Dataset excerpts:
Content starts

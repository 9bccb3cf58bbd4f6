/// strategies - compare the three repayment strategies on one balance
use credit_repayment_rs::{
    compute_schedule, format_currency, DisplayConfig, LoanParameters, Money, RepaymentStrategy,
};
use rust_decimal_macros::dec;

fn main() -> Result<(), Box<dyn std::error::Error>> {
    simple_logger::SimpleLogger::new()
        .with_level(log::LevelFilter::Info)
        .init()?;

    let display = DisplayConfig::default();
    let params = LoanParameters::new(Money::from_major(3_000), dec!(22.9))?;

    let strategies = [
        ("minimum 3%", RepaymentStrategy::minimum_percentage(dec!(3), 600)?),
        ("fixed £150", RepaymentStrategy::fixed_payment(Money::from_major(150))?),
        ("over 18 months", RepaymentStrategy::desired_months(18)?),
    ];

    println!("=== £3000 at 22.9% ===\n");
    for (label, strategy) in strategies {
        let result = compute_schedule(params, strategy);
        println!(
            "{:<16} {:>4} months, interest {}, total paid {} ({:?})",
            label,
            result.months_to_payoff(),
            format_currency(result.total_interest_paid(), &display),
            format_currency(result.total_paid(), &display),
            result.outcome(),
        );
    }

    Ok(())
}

Content ends
Content starts

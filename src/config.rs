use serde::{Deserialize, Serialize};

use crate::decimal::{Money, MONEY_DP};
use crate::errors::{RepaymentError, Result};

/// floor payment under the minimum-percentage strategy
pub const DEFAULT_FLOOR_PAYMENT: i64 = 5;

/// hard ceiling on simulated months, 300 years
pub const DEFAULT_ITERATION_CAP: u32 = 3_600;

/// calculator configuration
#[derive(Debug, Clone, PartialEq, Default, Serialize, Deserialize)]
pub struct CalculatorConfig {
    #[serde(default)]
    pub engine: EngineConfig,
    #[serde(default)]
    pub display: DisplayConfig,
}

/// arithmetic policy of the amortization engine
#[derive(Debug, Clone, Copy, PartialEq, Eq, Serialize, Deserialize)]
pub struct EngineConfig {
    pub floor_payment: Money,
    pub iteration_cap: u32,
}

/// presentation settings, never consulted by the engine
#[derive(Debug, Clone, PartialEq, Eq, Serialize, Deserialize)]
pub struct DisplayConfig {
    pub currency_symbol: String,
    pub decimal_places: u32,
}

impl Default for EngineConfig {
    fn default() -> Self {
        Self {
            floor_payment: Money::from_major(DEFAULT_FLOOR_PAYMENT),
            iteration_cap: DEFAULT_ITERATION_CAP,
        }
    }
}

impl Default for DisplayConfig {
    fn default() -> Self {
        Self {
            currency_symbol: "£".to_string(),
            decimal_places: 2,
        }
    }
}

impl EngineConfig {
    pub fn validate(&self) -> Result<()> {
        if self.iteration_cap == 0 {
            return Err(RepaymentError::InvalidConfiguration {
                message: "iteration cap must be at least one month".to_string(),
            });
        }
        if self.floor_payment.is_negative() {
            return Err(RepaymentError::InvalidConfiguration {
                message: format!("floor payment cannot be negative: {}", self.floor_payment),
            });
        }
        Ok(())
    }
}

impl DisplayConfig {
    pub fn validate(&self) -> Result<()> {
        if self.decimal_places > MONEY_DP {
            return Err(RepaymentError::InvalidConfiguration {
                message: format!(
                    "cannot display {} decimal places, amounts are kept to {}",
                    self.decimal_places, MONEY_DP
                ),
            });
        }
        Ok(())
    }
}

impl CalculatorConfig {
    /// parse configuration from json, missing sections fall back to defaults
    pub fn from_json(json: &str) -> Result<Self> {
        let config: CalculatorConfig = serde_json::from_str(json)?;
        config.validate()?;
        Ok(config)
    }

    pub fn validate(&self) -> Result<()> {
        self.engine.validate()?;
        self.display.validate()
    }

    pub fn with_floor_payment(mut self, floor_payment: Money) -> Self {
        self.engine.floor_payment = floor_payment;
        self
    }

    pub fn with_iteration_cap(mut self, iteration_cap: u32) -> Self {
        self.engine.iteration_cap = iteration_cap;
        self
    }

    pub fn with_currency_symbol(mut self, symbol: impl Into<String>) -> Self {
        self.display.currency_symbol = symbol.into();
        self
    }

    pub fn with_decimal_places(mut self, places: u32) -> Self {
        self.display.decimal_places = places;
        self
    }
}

Content ends
Content starts

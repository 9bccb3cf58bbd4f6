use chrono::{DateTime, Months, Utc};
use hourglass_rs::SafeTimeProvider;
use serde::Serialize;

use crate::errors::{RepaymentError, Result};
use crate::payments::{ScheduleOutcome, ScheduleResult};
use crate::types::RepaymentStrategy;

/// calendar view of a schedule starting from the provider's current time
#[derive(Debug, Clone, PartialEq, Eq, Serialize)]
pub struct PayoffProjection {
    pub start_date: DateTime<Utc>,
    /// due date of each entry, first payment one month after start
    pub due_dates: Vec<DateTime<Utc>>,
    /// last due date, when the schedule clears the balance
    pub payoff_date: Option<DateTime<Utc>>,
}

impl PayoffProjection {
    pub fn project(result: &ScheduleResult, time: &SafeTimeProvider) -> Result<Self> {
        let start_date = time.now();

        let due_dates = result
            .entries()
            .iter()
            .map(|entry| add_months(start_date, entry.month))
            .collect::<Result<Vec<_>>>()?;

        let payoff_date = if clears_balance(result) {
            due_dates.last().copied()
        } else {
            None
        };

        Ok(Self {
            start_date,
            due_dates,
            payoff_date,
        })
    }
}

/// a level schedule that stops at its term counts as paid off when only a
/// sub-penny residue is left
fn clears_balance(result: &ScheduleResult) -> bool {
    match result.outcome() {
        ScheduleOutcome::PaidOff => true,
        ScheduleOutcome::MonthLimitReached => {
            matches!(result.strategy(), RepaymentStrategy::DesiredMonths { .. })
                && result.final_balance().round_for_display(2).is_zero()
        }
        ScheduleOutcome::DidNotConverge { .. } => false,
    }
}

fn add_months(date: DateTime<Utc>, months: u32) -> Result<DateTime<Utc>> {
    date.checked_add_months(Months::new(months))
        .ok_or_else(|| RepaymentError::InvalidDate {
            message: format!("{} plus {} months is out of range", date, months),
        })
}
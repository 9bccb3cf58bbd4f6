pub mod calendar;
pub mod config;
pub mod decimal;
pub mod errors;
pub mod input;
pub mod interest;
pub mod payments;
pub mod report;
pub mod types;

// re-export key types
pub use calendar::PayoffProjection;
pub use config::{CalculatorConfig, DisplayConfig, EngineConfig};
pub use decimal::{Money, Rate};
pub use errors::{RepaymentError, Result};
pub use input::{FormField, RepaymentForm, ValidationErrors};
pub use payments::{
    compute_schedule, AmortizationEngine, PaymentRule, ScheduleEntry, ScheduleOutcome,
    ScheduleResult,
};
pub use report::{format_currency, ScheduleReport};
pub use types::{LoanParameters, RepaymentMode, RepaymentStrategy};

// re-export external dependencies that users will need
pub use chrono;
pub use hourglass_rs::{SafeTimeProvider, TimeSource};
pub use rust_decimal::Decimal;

Content ends

The lines that mention the word "LoanParameters" should be pulled from the records above.

    compute_schedule, format_currency, DisplayConfig, LoanParameters, Money, RepaymentStrategy,
    let params = LoanParameters::new(Money::from_major(3_000), dec!(22.9))?;
pub use types::{LoanParameters, RepaymentMode, RepaymentStrategy};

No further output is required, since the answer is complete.